COME SI SUDDIVIDONO I D. P. I.
I D. P. I. si suddividono in 3 categorie, in base ai fattori di rischio del lavoro da svolgere:
• Categoria I- rischi minimi.
• Categoria II- rischi diversi da quelli elencati nelle categorie I e III.
• Categoria III- rischi che possono causare conseguenze molto gravi, quali morte o danni irreversibili alla salute.
D. P. I. Certificato
MARCATURA DEI D. P. I.
I D. P. I. riportano una marcatura mediante la quale i fabbricanti indicano che i prodotti sono conformi ai requisiti essenziali di salute e sicurezza applicabili di cui all’ Allegato II del Regolamento 2016 / 425 UE. Per i D. P. I. di categoria III, la marcatura CE è seguita dal numero di identificazione dell’ organismo notificato che interviene nella procedura di esame UE del tipo e nella valutazione di conformità della produzione al tipo. La marcatura deve contenere almeno:
• identificazione del produttore e suo indirizzo
• modello, tipo, lotto o altra identificazione del D. P. I.
• marcatura prestazionale secondo quanto previsto da norme tecniche armonizzate
• taglia / misura.
CONFORMITÀ:
Categoria I e II CE Categoria III CE 1234
ISTRUZIONI DEL FABBRICANTE
Le istruzioni fornite obbligatoriamente dal fabbricante con i D. P. I. devono recare, oltre al nome e all’ indirizzo del fabbricante, ogni informazione utile concernente: a) le istruzioni di magazzinaggio, di impiego, di pulizia, di manutenzione, di revisione e di disinfezione; b) le prestazioni registrate durante le pertinenti prove tecniche effettuate per verificare i livelli o le classi di protezione dei D. P. I.; c) se del caso, gli accessori che possono essere utilizzati con i D. P. I. e le caratteristiche dei pezzi di ricambio appropriati; d) se del caso, le classi di protezione adeguate a diversi livelli di rischio e i corrispondenti limiti di utilizzo; e) laddove applicabile, il mese e l’ anno o il termine di scadenza dei D. P. I. o di alcuni dei loro componenti; f) se del caso, il tipo di imballaggio appropriato per il trasporto; g) il significato delle eventuali marcature; h) il rischio da cui il D. P. I. è destinato a proteggere. Vista l’ importanza di questo documento si deve:
• leggerne attentamente il contenuto assimilandone il significato;
• verificare la coerenza tra le prestazioni del D. P. I. e il rischio dal quale ci si deve proteggere;
• archiviarlo in maniera controllata come se fosse un’ istruzione per l’ uso.

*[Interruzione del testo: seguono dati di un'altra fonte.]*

use std::sync::Arc;
use std::time::Duration;

use domain::{ChatMessage, MessageId, UserId};
use serde::Deserialize;

use crate::{
    clock::Clock,
    error::ApplicationError,
    registry::{ConnectionRegistry, Outbox, Registration},
    repository::MessageRepository,
};

use super::bounded;

/// 客户端发来的聊天帧：`{"receiver_id": "<hex id>", "message": "..."}`
#[derive(Debug, Clone, Deserialize)]
pub struct InboundFrame {
    pub receiver_id: String,
    pub message: String,
}

/// 解析入站帧，返回接收者和正文
pub fn decode_frame(payload: &[u8]) -> Result<(UserId, String), ApplicationError> {
    let frame: InboundFrame = serde_json::from_slice(payload)
        .map_err(|err| ApplicationError::malformed_frame(format!("invalid payload: {err}")))?;
    let receiver_id = UserId::parse(&frame.receiver_id)
        .map_err(|_| ApplicationError::malformed_frame("invalid receiver_id"))?;
    Ok((receiver_id, frame.message))
}

/// 一次实时投递的结果，仅用于日志和测试，不回传给发送方
#[derive(Debug, Clone, PartialEq, Eq)]
pub enum Delivery {
    Delivered,
    RecipientOffline,
    Failed(String),
}

#[derive(Debug, Clone)]
pub struct Dispatched {
    pub message: ChatMessage,
    pub persisted: bool,
    pub delivery: Delivery,
}

pub struct ChatServiceDependencies {
    pub message_repository: Arc<dyn MessageRepository>,
    pub registry: Arc<ConnectionRegistry>,
    pub clock: Arc<dyn Clock>,
    /// 每个连接出站队列的容量
    pub outbound_buffer: usize,
    pub store_timeout: Duration,
    pub delivery_timeout: Duration,
}

pub struct ChatService {
    deps: ChatServiceDependencies,
}

impl ChatService {
    pub fn new(deps: ChatServiceDependencies) -> Self {
        Self { deps }
    }

    pub fn registry(&self) -> &Arc<ConnectionRegistry> {
        &self.deps.registry
    }

    /// 为已认证用户登记一条实时连接
    pub fn open_session(&self, user_id: UserId) -> (Registration, Outbox) {
        self.deps
            .registry
            .open_session(user_id, self.deps.outbound_buffer)
    }

    /// 处理一条入站帧：先存储，再尝试实时投递。
    ///
    /// 只有帧无法解析时返回错误；存储和投递的失败各自记录日志，互不影响。
    pub async fn dispatch(
        &self,
        sender_id: UserId,
        payload: &[u8],
    ) -> Result<Dispatched, ApplicationError> {
        let (receiver_id, body) = decode_frame(payload)?;

        let message = ChatMessage::new(
            MessageId::generate(),
            sender_id,
            receiver_id,
            body,
            self.deps.clock.now().timestamp(),
        );

        let persisted = self.persist(&message).await;
        let delivery = self.deliver(&message).await;

        Ok(Dispatched {
            message,
            persisted,
            delivery,
        })
    }

    async fn persist(&self, message: &ChatMessage) -> bool {
        let result = bounded(
            "message append",
            self.deps.store_timeout,
            self.deps.message_repository.append(message.clone()),
        )
        .await;

        match result {
            Ok(()) => true,
            Err(err) => {
                tracing::error!(
                    message_id = %message.id,
                    sender_id = %message.sender_id,
                    error = %err,
                    "failed to store chat message"
                );
                false
            }
        }
    }

    async fn deliver(&self, message: &ChatMessage) -> Delivery {
        // 锁只在 lookup 内持有，入队发生在锁外
        let Some(handle) = self.deps.registry.lookup(message.receiver_id) else {
            tracing::debug!(receiver_id = %message.receiver_id, "recipient offline");
            return Delivery::RecipientOffline;
        };

        match handle
            .deliver(message.clone(), self.deps.delivery_timeout)
            .await
        {
            Ok(()) => Delivery::Delivered,
            Err(err) => {
                tracing::warn!(
                    message_id = %message.id,
                    receiver_id = %message.receiver_id,
                    error = %err,
                    "failed to deliver chat message"
                );
                Delivery::Failed(err.to_string())
            }
        }
    }

    /// 查询两名用户之间的全部消息，最新在前
    pub async fn history(
        &self,
        requester: UserId,
        target: UserId,
    ) -> Result<Vec<ChatMessage>, ApplicationError> {
        bounded(
            "message history",
            self.deps.store_timeout,
            self.deps.message_repository.find_between(requester, target),
        )
        .await
        .inspect_err(|err| {
            tracing::error!(
                requester = %requester,
                target = %target,
                error = %err,
                "failed to fetch messages"
            );
        })
    }
}
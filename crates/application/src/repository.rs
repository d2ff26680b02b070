use async_trait::async_trait;
use domain::{ChatMessage, Product, ProductId, RepositoryError, User, UserEmail, UserId};

#[cfg_attr(test, mockall::automock)]
#[async_trait]
pub trait UserRepository: Send + Sync {
    async fn create(&self, user: User) -> Result<User, RepositoryError>;
    async fn find_by_id(&self, id: UserId) -> Result<Option<User>, RepositoryError>;
    async fn find_by_email(&self, email: UserEmail) -> Result<Option<User>, RepositoryError>;
}

/// 购物车按列表语义存储：允许重复加入，移除时删除全部同名条目
#[cfg_attr(test, mockall::automock)]
#[async_trait]
pub trait CartRepository: Send + Sync {
    async fn add_item(&self, user_id: UserId, product_id: ProductId)
        -> Result<(), RepositoryError>;

    /// 返回被移除的条目数
    async fn remove_item(
        &self,
        user_id: UserId,
        product_id: ProductId,
    ) -> Result<u64, RepositoryError>;

    /// 按加入顺序返回
    async fn list_items(&self, user_id: UserId) -> Result<Vec<ProductId>, RepositoryError>;
}

#[cfg_attr(test, mockall::automock)]
#[async_trait]
pub trait ProductRepository: Send + Sync {
    async fn create(&self, product: Product) -> Result<Product, RepositoryError>;
    async fn find_by_id(&self, id: ProductId) -> Result<Option<Product>, RepositoryError>;
    async fn list_all(&self) -> Result<Vec<Product>, RepositoryError>;
    async fn list_by_owner(&self, owner: UserId) -> Result<Vec<Product>, RepositoryError>;
    /// 删除成功返回 true，记录不存在返回 false
    async fn delete(&self, id: ProductId) -> Result<bool, RepositoryError>;
}

/// 聊天消息的持久化日志：只追加，按参与者对查询
#[cfg_attr(test, mockall::automock)]
#[async_trait]
pub trait MessageRepository: Send + Sync {
    async fn append(&self, message: ChatMessage) -> Result<(), RepositoryError>;

    /// 返回 `a` 与 `b` 之间双向的全部消息，按时间倒序（最新在前）
    async fn find_between(&self, a: UserId, b: UserId)
        -> Result<Vec<ChatMessage>, RepositoryError>;
}

/// 内存实现的仓储（用于测试和 `memory` 存储模式）
pub mod memory {
    use super::*;
    use std::collections::HashMap;
    use tokio::sync::RwLock;

    #[derive(Default)]
    pub struct InMemoryUserRepository {
        users: RwLock<HashMap<UserId, User>>,
    }

    impl InMemoryUserRepository {
        pub fn new() -> Self {
            Self::default()
        }
    }

    #[async_trait]
    impl UserRepository for InMemoryUserRepository {
        async fn create(&self, user: User) -> Result<User, RepositoryError> {
            let mut users = self.users.write().await;
            if users.values().any(|existing| existing.email == user.email) {
                return Err(RepositoryError::Conflict);
            }
            users.insert(user.id, user.clone());
            Ok(user)
        }

        async fn find_by_id(&self, id: UserId) -> Result<Option<User>, RepositoryError> {
            Ok(self.users.read().await.get(&id).cloned())
        }

        async fn find_by_email(&self, email: UserEmail) -> Result<Option<User>, RepositoryError> {
            let users = self.users.read().await;
            Ok(users.values().find(|user| user.email == email).cloned())
        }
    }

    #[derive(Default)]
    pub struct InMemoryCartRepository {
        carts: RwLock<HashMap<UserId, Vec<ProductId>>>,
    }

    impl InMemoryCartRepository {
        pub fn new() -> Self {
            Self::default()
        }
    }

    #[async_trait]
    impl CartRepository for InMemoryCartRepository {
        async fn add_item(
            &self,
            user_id: UserId,
            product_id: ProductId,
        ) -> Result<(), RepositoryError> {
            self.carts
                .write()
                .await
                .entry(user_id)
                .or_default()
                .push(product_id);
            Ok(())
        }

        async fn remove_item(
            &self,
            user_id: UserId,
            product_id: ProductId,
        ) -> Result<u64, RepositoryError> {
            let mut carts = self.carts.write().await;
            let Some(items) = carts.get_mut(&user_id) else {
                return Ok(0);
            };
            let before = items.len();
            items.retain(|item| *item != product_id);
            Ok((before - items.len()) as u64)
        }

        async fn list_items(&self, user_id: UserId) -> Result<Vec<ProductId>, RepositoryError> {
            Ok(self
                .carts
                .read()
                .await
                .get(&user_id)
                .cloned()
                .unwrap_or_default())
        }
    }

    /// 商品按插入顺序保存，列表时最新在前
    #[derive(Default)]
    pub struct InMemoryProductRepository {
        products: RwLock<Vec<Product>>,
    }

    impl InMemoryProductRepository {
        pub fn new() -> Self {
            Self::default()
        }
    }

    #[async_trait]
    impl ProductRepository for InMemoryProductRepository {
        async fn create(&self, product: Product) -> Result<Product, RepositoryError> {
            let mut products = self.products.write().await;
            if products.iter().any(|existing| existing.id == product.id) {
                return Err(RepositoryError::Conflict);
            }
            products.push(product.clone());
            Ok(product)
        }

        async fn find_by_id(&self, id: ProductId) -> Result<Option<Product>, RepositoryError> {
            let products = self.products.read().await;
            Ok(products.iter().find(|product| product.id == id).cloned())
        }

        async fn list_all(&self) -> Result<Vec<Product>, RepositoryError> {
            Ok(self.products.read().await.iter().rev().cloned().collect())
        }

        async fn list_by_owner(&self, owner: UserId) -> Result<Vec<Product>, RepositoryError> {
            let products = self.products.read().await;
            Ok(products
                .iter()
                .rev()
                .filter(|product| product.created_by == owner)
                .cloned()
                .collect())
        }

        async fn delete(&self, id: ProductId) -> Result<bool, RepositoryError> {
            let mut products = self.products.write().await;
            let before = products.len();
            products.retain(|product| product.id != id);
            Ok(products.len() != before)
        }
    }

    #[derive(Default)]
    pub struct InMemoryMessageRepository {
        messages: RwLock<Vec<ChatMessage>>,
    }

    impl InMemoryMessageRepository {
        pub fn new() -> Self {
            Self::default()
        }

        /// 全部已存储消息，按追加顺序
        pub async fn snapshot(&self) -> Vec<ChatMessage> {
            self.messages.read().await.clone()
        }
    }

    #[async_trait]
    impl MessageRepository for InMemoryMessageRepository {
        async fn append(&self, message: ChatMessage) -> Result<(), RepositoryError> {
            let mut messages = self.messages.write().await;
            if messages.iter().any(|existing| existing.id == message.id) {
                return Err(RepositoryError::Conflict);
            }
            messages.push(message);
            Ok(())
        }

        async fn find_between(
            &self,
            a: UserId,
            b: UserId,
        ) -> Result<Vec<ChatMessage>, RepositoryError> {
            let mut found: Vec<ChatMessage> = self
                .messages
                .read()
                .await
                .iter()
                .filter(|message| message.is_between(a, b))
                .cloned()
                .collect();
            found.sort_by(|x, y| y.timestamp.cmp(&x.timestamp).then(y.id.cmp(&x.id)));
            Ok(found)
        }
    }

}
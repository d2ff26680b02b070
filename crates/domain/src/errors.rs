//! 领域模型错误定义

use thiserror::Error;

/// 领域模型错误类型
#[derive(Error, Debug, Clone, PartialEq, Eq)]
pub enum DomainError {
    /// 参数校验失败
    #[error("invalid argument {field}: {reason}")]
    InvalidArgument { field: String, reason: String },

    #[error("user already exists")]
    UserAlreadyExists,

    #[error("user not found")]
    UserNotFound,

    #[error("product not found")]
    ProductNotFound,
}

impl DomainError {
    /// 创建参数错误
    pub fn invalid_argument(field: impl Into<String>, reason: impl Into<String>) -> Self {
        Self::InvalidArgument {
            field: field.into(),
            reason: reason.into(),
        }
    }
}

/// 存储层错误，由各个 Repository 实现返回
#[derive(Error, Debug, Clone, PartialEq, Eq)]
pub enum RepositoryError {
    #[error("record not found")]
    NotFound,
    #[error("record already exists")]
    Conflict,
    #[error("storage error: {message}")]
    Storage { message: String },
}

impl RepositoryError {
    pub fn storage(message: impl Into<String>) -> Self {
        Self::Storage {
            message: message.into(),
        }
    }
}

/// 领域模型结果类型
pub type DomainResult<T> = Result<T, DomainError>;
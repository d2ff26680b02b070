use serde::{Deserialize, Serialize};

use crate::value_objects::{MessageId, UserId};

/// 一条私聊消息。
///
/// 创建后不可变；由会话处理器在收到合法入站帧时创建，并且只持久化一次。
#[derive(Debug, Clone, PartialEq, Eq, Serialize, Deserialize)]
pub struct ChatMessage {
    pub id: MessageId,
    pub sender_id: UserId,
    pub receiver_id: UserId,
    #[serde(rename = "message")]
    pub body: String,
    /// Unix 时间戳（秒）
    pub timestamp: i64,
}

impl ChatMessage {
    pub fn new(
        id: MessageId,
        sender_id: UserId,
        receiver_id: UserId,
        body: impl Into<String>,
        timestamp: i64,
    ) -> Self {
        Self {
            id,
            sender_id,
            receiver_id,
            body: body.into(),
            timestamp,
        }
    }

    /// 消息是否属于 `a` 和 `b` 之间的对话（不区分方向）
    pub fn is_between(&self, a: UserId, b: UserId) -> bool {
        (self.sender_id == a && self.receiver_id == b)
            || (self.sender_id == b && self.receiver_id == a)
    }
}

#[cfg(test)]
mod tests {
    use super::*;
    use uuid::Uuid;

    #[test]
    fn wire_format_uses_message_key() {
        let sender = UserId::from(Uuid::new_v4());
        let receiver = UserId::from(Uuid::new_v4());
        let message = ChatMessage::new(MessageId::generate(), sender, receiver, "hi", 1_700_000_000);

        let json = serde_json::to_value(&message).unwrap();
        assert_eq!(json["message"], "hi");
        assert_eq!(json["sender_id"], sender.to_string());
        assert_eq!(json["receiver_id"], receiver.to_string());
        assert_eq!(json["timestamp"], 1_700_000_000);
        assert!(json.get("body").is_none());
    }

    #[test]
    fn conversation_membership_ignores_direction() {
        let a = UserId::from(Uuid::new_v4());
        let b = UserId::from(Uuid::new_v4());
        let c = UserId::from(Uuid::new_v4());
        let message = ChatMessage::new(MessageId::generate(), a, b, "yo", 0);

        assert!(message.is_between(a, b));
        assert!(message.is_between(b, a));
        assert!(!message.is_between(a, c));
    }
}
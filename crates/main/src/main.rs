//! 主应用程序入口
//!
//! 加载配置，选择存储后端，组装服务并启动 Axum Web API。

use std::sync::Arc;

use anyhow::Context;
use application::{
    repository::memory::{
        InMemoryCartRepository, InMemoryMessageRepository, InMemoryProductRepository,
        InMemoryUserRepository,
    },
    CartRepository, ChatService, ChatServiceDependencies, Clock, ConnectionRegistry,
    MessageRepository, PasswordHasher, ProductRepository, ProductService,
    ProductServiceDependencies, SystemClock, UserRepository, UserService, UserServiceDependencies,
};
use config::{AppConfig, StorageBackend};
use infrastructure::{create_pg_pool, BcryptPasswordHasher, PgStorage, MIGRATOR};
use tracing_subscriber::EnvFilter;
use web_api::{router, AppState, JwtService};

struct Repositories {
    users: Arc<dyn UserRepository>,
    carts: Arc<dyn CartRepository>,
    products: Arc<dyn ProductRepository>,
    messages: Arc<dyn MessageRepository>,
}

async fn build_repositories(config: &AppConfig) -> anyhow::Result<Repositories> {
    match config.storage {
        StorageBackend::Postgres => {
            let pool = create_pg_pool(&config.database.url, config.database.max_connections)
                .await
                .context("failed to connect to postgres")?;
            MIGRATOR
                .run(&pool)
                .await
                .context("failed to run migrations")?;

            let storage = PgStorage::new(pool);
            Ok(Repositories {
                users: storage.user_repository,
                carts: storage.cart_repository,
                products: storage.product_repository,
                messages: storage.message_repository,
            })
        }
        StorageBackend::Memory => {
            tracing::warn!("using in-memory storage, data is lost on restart");
            Ok(Repositories {
                users: Arc::new(InMemoryUserRepository::new()),
                carts: Arc::new(InMemoryCartRepository::new()),
                products: Arc::new(InMemoryProductRepository::new()),
                messages: Arc::new(InMemoryMessageRepository::new()),
            })
        }
    }
}

async fn shutdown_signal() {
    if let Err(err) = tokio::signal::ctrl_c().await {
        tracing::error!(error = %err, "failed to listen for shutdown signal");
    }
    tracing::info!("shutdown signal received");
}

#[tokio::main]
async fn main() -> anyhow::Result<()> {
    // 初始化日志
    tracing_subscriber::fmt()
        .with_env_filter(
            EnvFilter::try_from_default_env().unwrap_or_else(|_| EnvFilter::new("info")),
        )
        .init();

    let config = AppConfig::load().context("invalid configuration")?;
    tracing::info!(storage = ?config.storage, "configuration loaded");

    let repositories = build_repositories(&config).await?;

    let clock: Arc<dyn Clock> = Arc::new(SystemClock);
    let password_hasher: Arc<dyn PasswordHasher> =
        Arc::new(BcryptPasswordHasher::new(config.server.bcrypt_cost));
    // 进程内唯一的在线连接表
    let registry = Arc::new(ConnectionRegistry::new());
    let store_timeout = config.chat.store_timeout();

    let user_service = UserService::new(UserServiceDependencies {
        user_repository: repositories.users,
        cart_repository: repositories.carts,
        password_hasher,
        clock: clock.clone(),
        store_timeout,
    });

    let product_service = ProductService::new(ProductServiceDependencies {
        product_repository: repositories.products,
        clock: clock.clone(),
        store_timeout,
    });

    let chat_service = ChatService::new(ChatServiceDependencies {
        message_repository: repositories.messages,
        registry,
        clock,
        outbound_buffer: config.chat.outbound_buffer,
        store_timeout,
        delivery_timeout: config.chat.delivery_timeout(),
    });

    let jwt_service = Arc::new(JwtService::new(config.jwt.clone()));

    let state = AppState::new(
        Arc::new(user_service),
        Arc::new(product_service),
        Arc::new(chat_service),
        jwt_service,
    );

    let app = router(state);
    let address = config.bind_address();
    let listener = tokio::net::TcpListener::bind(&address)
        .await
        .with_context(|| format!("failed to bind {address}"))?;

    tracing::info!(address = %address, "marketplace server listening");
    axum::serve(listener, app)
        .with_graceful_shutdown(shutdown_signal())
        .await?;

    Ok(())
}
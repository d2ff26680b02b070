use axum::{
    extract::{Query, State},
    http::StatusCode,
    middleware,
    routing::{get, post},
    Json, Router,
};
use serde::{Deserialize, Serialize};
use tower_http::{cors::CorsLayer, trace::TraceLayer};
use validator::Validate;

use application::{AuthenticateUserRequest, CreateProductRequest, RegisterUserRequest};
use domain::{ChatMessage, Product, ProductId, UserId};

use crate::{
    auth::{authenticate, CurrentUser},
    chat_socket::chat_socket,
    error::ApiError,
    state::AppState,
};

#[derive(Debug, Deserialize, Validate)]
struct RegisterPayload {
    #[validate(length(min = 1, max = 50))]
    name: String,
    #[validate(email)]
    email: String,
    #[validate(length(min = 1, max = 128))]
    password: String,
    #[serde(default)]
    image: String,
}

#[derive(Debug, Deserialize, Validate)]
struct LoginPayload {
    #[validate(length(min = 1))]
    email: String,
    #[validate(length(min = 1))]
    password: String,
}

#[derive(Debug, Deserialize, Validate)]
#[serde(rename_all = "camelCase")]
struct CreateProductPayload {
    #[validate(length(min = 1, max = 200))]
    name: String,
    #[serde(default)]
    description: String,
    #[serde(default)]
    image: String,
    #[serde(default)]
    category: String,
    #[validate(range(min = 0.0))]
    price: f64,
}

#[derive(Debug, Deserialize)]
#[serde(rename_all = "camelCase")]
struct CartPayload {
    product_id: String,
}

#[derive(Debug, Deserialize)]
struct ProductIdQuery {
    id: Option<String>,
}

#[derive(Debug, Deserialize)]
#[serde(rename_all = "camelCase")]
struct OwnerQuery {
    user_id: Option<String>,
}

#[derive(Debug, Deserialize)]
struct HistoryQuery {
    receiver_id: Option<String>,
}

#[derive(Debug, Serialize)]
struct TokenResponse {
    message: &'static str,
    token: String,
}

#[derive(Debug, Serialize)]
struct MessageResponse {
    message: &'static str,
}

#[derive(Debug, Serialize)]
struct ProductResponse {
    message: &'static str,
    product: Product,
}

pub fn router(state: AppState) -> Router {
    // 这些路由统一经过认证中间件；商品的写操作由 CurrentUser 提取器单独认证
    let protected = Router::new()
        .route("/chat/ws", get(chat_socket))
        .route("/chat/messages", get(get_messages))
        .route(
            "/cart",
            get(get_cart).post(add_to_cart).delete(remove_from_cart),
        )
        .route_layer(middleware::from_fn_with_state(
            state.jwt_service.clone(),
            authenticate,
        ));

    Router::new()
        .route("/health", get(health))
        .route("/auth/register", post(register_user))
        .route("/auth/login", post(login_user))
        .route(
            "/products",
            get(list_products).post(create_product).delete(delete_product),
        )
        .route("/products/get", get(get_product))
        .route("/products/user", get(list_user_products))
        .merge(protected)
        .layer(TraceLayer::new_for_http())
        .layer(CorsLayer::permissive())
        .with_state(state)
}

fn validate<T: Validate>(payload: &T) -> Result<(), ApiError> {
    payload
        .validate()
        .map_err(|err| ApiError::bad_request(err.to_string()))
}

fn required<'a>(value: &'a Option<String>, name: &str) -> Result<&'a str, ApiError> {
    value
        .as_deref()
        .map(str::trim)
        .filter(|value| !value.is_empty())
        .ok_or_else(|| ApiError::bad_request(format!("{name} is required")))
}

async fn health() -> &'static str {
    "ok"
}

async fn register_user(
    State(state): State<AppState>,
    Json(payload): Json<RegisterPayload>,
) -> Result<(StatusCode, Json<TokenResponse>), ApiError> {
    validate(&payload)?;

    let user = state
        .user_service
        .register(RegisterUserRequest {
            name: payload.name,
            email: payload.email,
            password: payload.password,
            image: payload.image,
        })
        .await?;
    let token = state.jwt_service.issue(&user)?;

    Ok((
        StatusCode::CREATED,
        Json(TokenResponse {
            message: "User registered successfully",
            token,
        }),
    ))
}

async fn login_user(
    State(state): State<AppState>,
    Json(payload): Json<LoginPayload>,
) -> Result<Json<TokenResponse>, ApiError> {
    validate(&payload)?;

    let user = state
        .user_service
        .authenticate(AuthenticateUserRequest {
            email: payload.email,
            password: payload.password,
        })
        .await?;
    let token = state.jwt_service.issue(&user)?;

    Ok(Json(TokenResponse {
        message: "Login successful",
        token,
    }))
}

/// `GET /chat/messages?receiver_id=`：参数非法时不查询存储
async fn get_messages(
    State(state): State<AppState>,
    current: CurrentUser,
    Query(query): Query<HistoryQuery>,
) -> Result<Json<Vec<ChatMessage>>, ApiError> {
    let raw = required(&query.receiver_id, "receiver_id")?;
    let target = UserId::parse(raw).map_err(|_| ApiError::bad_request("Invalid receiver_id"))?;

    let messages = state.chat_service.history(current.id, target).await?;
    Ok(Json(messages))
}

async fn get_cart(
    State(state): State<AppState>,
    current: CurrentUser,
) -> Result<Json<Vec<ProductId>>, ApiError> {
    let items = state.user_service.cart_items(current.id).await?;
    Ok(Json(items))
}

async fn add_to_cart(
    State(state): State<AppState>,
    current: CurrentUser,
    Json(payload): Json<CartPayload>,
) -> Result<Json<MessageResponse>, ApiError> {
    let product_id = ProductId::parse(&payload.product_id)?;
    state
        .user_service
        .add_to_cart(current.id, product_id)
        .await?;

    Ok(Json(MessageResponse {
        message: "Product added to cart",
    }))
}

async fn remove_from_cart(
    State(state): State<AppState>,
    current: CurrentUser,
    Json(payload): Json<CartPayload>,
) -> Result<Json<MessageResponse>, ApiError> {
    let product_id = ProductId::parse(&payload.product_id)?;
    state
        .user_service
        .remove_from_cart(current.id, product_id)
        .await?;

    Ok(Json(MessageResponse {
        message: "Product removed from cart",
    }))
}

async fn list_products(State(state): State<AppState>) -> Result<Json<Vec<Product>>, ApiError> {
    Ok(Json(state.product_service.list_all().await?))
}

async fn create_product(
    State(state): State<AppState>,
    current: CurrentUser,
    Json(payload): Json<CreateProductPayload>,
) -> Result<(StatusCode, Json<ProductResponse>), ApiError> {
    validate(&payload)?;

    let product = state
        .product_service
        .create(
            current.id,
            CreateProductRequest {
                name: payload.name,
                description: payload.description,
                image: payload.image,
                category: payload.category,
                price: payload.price,
            },
        )
        .await?;

    Ok((
        StatusCode::CREATED,
        Json(ProductResponse {
            message: "Product created successfully",
            product,
        }),
    ))
}

async fn get_product(
    State(state): State<AppState>,
    Query(query): Query<ProductIdQuery>,
) -> Result<Json<Product>, ApiError> {
    let id = ProductId::parse(required(&query.id, "id")?)?;
    Ok(Json(state.product_service.get(id).await?))
}

async fn list_user_products(
    State(state): State<AppState>,
    Query(query): Query<OwnerQuery>,
) -> Result<Json<Vec<Product>>, ApiError> {
    let owner = UserId::parse(required(&query.user_id, "userId")?)?;
    Ok(Json(state.product_service.list_by_owner(owner).await?))
}

async fn delete_product(
    State(state): State<AppState>,
    current: CurrentUser,
    Query(query): Query<ProductIdQuery>,
) -> Result<Json<MessageResponse>, ApiError> {
    let id = ProductId::parse(required(&query.id, "id")?)?;
    state.product_service.remove(id).await?;
    tracing::info!(user_id = %current.id, product_id = %id, "product deleted");

    Ok(Json(MessageResponse {
        message: "Product deleted successfully",
    }))
}
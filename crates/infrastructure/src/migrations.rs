use sqlx::migrate::Migrator;

/// 内嵌的数据库迁移，启动时在 Postgres 存储模式下执行
pub static MIGRATOR: Migrator = sqlx::migrate!("../../migrations");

DICHIARAZIONE DI CONFORMITÀ UE
È il documento con il quale si attesta il rispetto dei requisiti essenziali di salute e di sicurezza applicabili di cui all’ allegato II del regolamento 2016 / 425. Il fabbricante fornisce la dichiarazione di conformità UE con il D. P. I. o include nelle istruzioni e nelle informazioni di cui sopra l’ indirizzo internet dove è possibile accedere alla dichiarazione di conformità UE. La conformità UE si basa sull’ esame da parte di un organismo notificato del tipo di D. P. I. mediante esame della docuemntazione tecnica del fabbricante, test e prove esulla conformità di tutti i prodottifabbricati al tipo sottoposto ad esame. La conformità al tipo può basarsi:
• sul controllo interno della produzione, per D. P. I. di categoria II;
• sul controllo interno della produzione unito a prove del prodotto sotto controllo ufficiale effettuate a intervalli casuali oppure sulla garanzia di qualità del processo di produzione( sistema di gestione della qualità certificato), per D. P. I. di categoria III.
PERIODO DI TRANSIZIONE DALLA VECCHIA DIRETTIVA 89 / 686 CEE AL NUOVO REGOLAMENTO( UE) 2016 / 425
Entrata in vigore del nuovo Regolamento |
Inizio applicazione del nuovo Regolamento |
Termine per l’ immissione sul mercato dei prodotti conformi alla vecchia Direttiva |
Termine di validità per il fabbricante degli attestati CE rilasciati secondo la vecchia Direttiva |
20 APRILE 2016 21 APRILE 2018 21 APRILE 2019
21 APRILE 2023
Transizione di 2 anni.
Art. 47.1... gli Stati membri non ostacolano la messa a disposizione sul mercato dei prodotti contemplati dalla Direttiva 89 / 686 / CEE conformi a tale direttiva e immessi sul mercato anteriormente al 21 aprile 2019.
Art. 47.2 Gli attestati di certificazione CE e le approvazioni rilasciati a norma della Direttiva 89 / 686 / CEE rimangono validi fino al 21 aprile 2023, salvo che non scadano prima di tale data.